Au reste, les affaires reprenaient partout, ainsi que l’écrivait avec étonnement un soldat alsacien libéré, arrivant le 24 à Mulhouse, « comme si les Allemands étaient partis depuis des années. »

Les enseignes se repeignaient : les Eugen redevenaient Eugène, les Peter Pierre, les Gebrüder se transformaient en frères et les Nachfölger en successeurs. Dès les premières heures, l’une des principales brasseries de Strasbourg s’était baptisée Restaurant de la Morne, — et tout suivait. Avec quelle mine heureuse et un peu malicieuse, les peintres, aux noms allemands substituaient les français ! Passant à Forbach pour aller à Sarrebrück, je m’arrêtai un instant pour le plaisir de contempler deux de ces artistes achevant la confection d’une belle enseigne : Au Bon Marché. Ils y mettaient une si évidente délectation que moi-même je m’en sentais presque ému. « Ah ! mon lieutenant, me disait l’un d’eux, on y met tout son cœur ; regardez-moi ça, est-ce bien ? Au Bon Marché, ça sonne autrement que leur charabia ! » Oui, repeindre une enseigne, c’était une fête.
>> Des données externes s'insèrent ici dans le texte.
use crate::{Adjacency, DenseAdjacency, Error, Permutation, Result};
use std::collections::BTreeMap;

/// Adjacency structure that only stores nonzero positions.
///
/// Vertex indices are stored as `u32`. Our graphs never exceed 4 billion nodes.
#[derive(Debug, Clone, PartialEq, Eq)]
pub struct SparseAdjacency {
    n: usize,
    entries: BTreeMap<(u32, u32), u32>,
}

impl SparseAdjacency {
    pub fn new(n: usize) -> Result<SparseAdjacency> {
        if n > u32::max_value() as usize {
            return Err(Error::TooManyVertices { n });
        }
        Ok(SparseAdjacency {
            n,
            entries: BTreeMap::new(),
        })
    }

    /// Builds a 0/1 structure from an edge list, see [`DenseAdjacency::from_edges`].
    pub fn from_edges(n: usize, edges: &[(usize, usize)], undirected: bool) -> Result<SparseAdjacency> {
        let mut m = SparseAdjacency::new(n)?;
        for &(i, j) in edges {
            m.set(i, j, 1)?;
            if undirected {
                m.set(j, i, 1)?;
            }
        }
        Ok(m)
    }

    /// Sets the weight at `(i, j)`. Zero removes the entry; diagonal positions
    /// are ignored.
    pub fn set(&mut self, i: usize, j: usize, weight: u32) -> Result<()> {
        for &index in &[i, j] {
            if index >= self.n {
                return Err(Error::VertexOutOfRange { index, n: self.n });
            }
        }
        if i == j {
            return Ok(());
        }
        let key = (i as u32, j as u32);
        if weight == 0 {
            self.entries.remove(&key);
        } else {
            self.entries.insert(key, weight);
        }
        Ok(())
    }

    /// Number of stored (nonzero) positions.
    pub fn nnz(&self) -> usize {
        self.entries.len()
    }

    pub fn iter(&self) -> impl Iterator<Item = (usize, usize, u32)> + '_ {
        self.entries
            .iter()
            .map(|(&(i, j), &w)| (i as usize, j as usize, w))
    }

    #[inline]
    fn get(&self, i: usize, j: usize) -> u32 {
        self.entries
            .get(&(i as u32, j as u32))
            .copied()
            .unwrap_or(0)
    }
}

impl Adjacency for SparseAdjacency {
    #[inline]
    fn dim(&self) -> usize {
        self.n
    }

    #[inline]
    fn entry(&self, i: usize, j: usize) -> u32 {
        self.get(i, j)
    }

    fn total(&self) -> u64 {
        self.entries.values().map(|&w| u64::from(w)).sum()
    }

    fn row_sums(&self) -> Vec<u64> {
        let mut sums = vec![0u64; self.n];
        for (&(i, _), &w) in &self.entries {
            sums[i as usize] += u64::from(w);
        }
        sums
    }

    fn is_symmetric(&self) -> bool {
        self.entries
            .iter()
            .all(|(&(i, j), &w)| self.entries.get(&(j, i)) == Some(&w))
    }

    fn overlap(&self, other: &Self) -> u64 {
        let (small, large) = if self.entries.len() <= other.entries.len() {
            (self, other)
        } else {
            (other, self)
        };
        small
            .entries
            .iter()
            .filter_map(|(key, &w)| large.entries.get(key).map(|&v| u64::from(w) * u64::from(v)))
            .sum()
    }

    fn permuted(&self, p: &Permutation) -> Self {
        // (r, c) in the input lands on (p^-1(r), p^-1(c)) in the output.
        let inv = p.inverse();
        let entries = self
            .entries
            .iter()
            .map(|(&(r, c), &w)| {
                (
                    (inv.apply(r as usize) as u32, inv.apply(c as usize) as u32),
                    w,
                )
            })
            .collect();
        SparseAdjacency { n: self.n, entries }
    }

    fn overlap_permuted(&self, other: &Self, p: &Permutation) -> u64 {
        self.entries
            .iter()
            .map(|(&(i, j), &w)| {
                u64::from(w) * u64::from(other.get(p.apply(i as usize), p.apply(j as usize)))
            })
            .sum()
    }
}

impl From<&DenseAdjacency> for SparseAdjacency {
    fn from(dense: &DenseAdjacency) -> SparseAdjacency {
        // A dense matrix with more than u32::MAX rows cannot be allocated.
        let mut entries = BTreeMap::new();
        for ((i, j), &w) in dense.matrix().indexed_iter() {
            if w != 0 && i != j {
                entries.insert((i as u32, j as u32), w);
            }
        }
        SparseAdjacency {
            n: dense.dim(),
            entries,
        }
    }
}
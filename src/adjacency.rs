//! Traits that represent an abstract adjacency structure upon which the
//! statistic and the sampler operate.

use crate::Permutation;

/// A square, indexable grid of nonnegative edge weights over the vertex set
/// `0..dim()`.
///
/// Implementations only need to support an elementwise product and a
/// simultaneous row/column reindexing; everything else has a default.
/// Constructors in this crate never store diagonal entries.
pub trait Adjacency: Sized {
    /// Number of vertices.
    fn dim(&self) -> usize;

    /// Weight at row `i`, column `j`. Zero if there is no edge.
    fn entry(&self, i: usize, j: usize) -> u32;

    /// Sum of all entries.
    fn total(&self) -> u64;

    /// Per-vertex sum of the outgoing weights (the degree sequence).
    fn row_sums(&self) -> Vec<u64>;

    fn is_symmetric(&self) -> bool;

    /// Sum over all positions of the elementwise product.
    ///
    /// NOTE: Both sides MUST have the same dimension. Use
    /// [`edge_overlap`](crate::edge_overlap) for a checked version.
    fn overlap(&self, other: &Self) -> u64;

    /// Reorders rows and columns by the same permutation: entry `(i, j)` of
    /// the result is entry `(p(i), p(j))` of `self`.
    fn permuted(&self, p: &Permutation) -> Self;

    /// Equivalent to `self.overlap(&other.permuted(p))`. Implementations may
    /// override this to avoid materializing the permuted copy.
    fn overlap_permuted(&self, other: &Self, p: &Permutation) -> u64 {
        self.overlap(&other.permuted(p))
    }

    /// Number of edges. For symmetric structures every undirected edge
    /// occupies two positions and is counted once.
    fn edge_count(&self) -> u64 {
        if self.is_symmetric() {
            self.total() / 2
        } else {
            self.total()
        }
    }
}
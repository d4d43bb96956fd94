use crate::{Adjacency, Error, Permutation, Result};

pub(crate) fn check_shape<A: Adjacency>(a: &A, b: &A) -> Result<()> {
    if a.dim() != b.dim() {
        return Err(Error::ShapeMismatch {
            left: a.dim(),
            right: b.dim(),
        });
    }
    Ok(())
}

/// Number of positions `(i, j)` that carry an edge in both `a` and `b`
/// (weighted: the sum of the elementwise product).
///
/// For symmetric 0/1 matrices every shared undirected edge contributes 2.
/// The value is symmetric in its arguments.
pub fn edge_overlap<A: Adjacency>(a: &A, b: &A) -> Result<u64> {
    check_shape(a, b)?;
    Ok(a.overlap(b))
}

/// Overlap between `a` and `b` relabeled by `p`, without requiring the
/// caller to materialize the permuted copy.
pub fn edge_overlap_permuted<A: Adjacency>(a: &A, b: &A, p: &Permutation) -> Result<u64> {
    check_shape(a, b)?;
    if p.len() != b.dim() {
        return Err(Error::ShapeMismatch {
            left: b.dim(),
            right: p.len(),
        });
    }
    Ok(a.overlap_permuted(b, p))
}
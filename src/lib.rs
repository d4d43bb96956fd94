//! A Monte Carlo permutation test for edge overlap between two graphs defined
//! on the same vertex set.
//!
//! The statistic counts the matrix positions that carry an edge in both
//! adjacency structures. Its null distribution is sampled by relabeling the
//! vertices of one graph uniformly at random, and the observed value is
//! ranked against it as an empirical one-sided p-value. The analytic mean of
//! the null distribution, `4 q1 q2 / (n (n - 1))`, is reported alongside as a
//! sanity check.
//!
//! ```no_run
//! use edge_overlap::{permutation_test, DenseAdjacency, MonteCarloConfig};
//!
//! let a = DenseAdjacency::from_edges(4, &[(0, 1), (1, 2), (2, 3)], true).unwrap();
//! let b = DenseAdjacency::from_edges(4, &[(0, 1), (1, 2), (0, 3)], true).unwrap();
//! let test = permutation_test(&a, &b, &MonteCarloConfig::new(10_000).with_seed(7)).unwrap();
//! println!("{}", test);
//! ```

mod adjacency;
mod dense;
mod error;
pub mod graph;
mod metrics;
mod permutation;
mod report;
mod sampler;
mod sparse;
mod statistic;

pub use {
    adjacency::*, dense::*, error::*, metrics::*, permutation::*, report::*, sampler::*,
    sparse::*, statistic::*,
};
C’était une fête encore pour les enfants que d’aller en classe parce que l’on y apprenait la Marseillaise. Un jour, passant à Colmar devant une école, je m’arrêtai avec plaisir sous les fenêtres entr’ouvertes. Oh ! les gentilles petites voix qui repentaient « pour Monsieur le Président Poincaré » : « Ranchez fos padaillons. » Plus tard, ils chanteront : « Rangez vos bataillons ; » mais la saveur de ces premières leçons de Marseillaise, on ne la retrouvera plus.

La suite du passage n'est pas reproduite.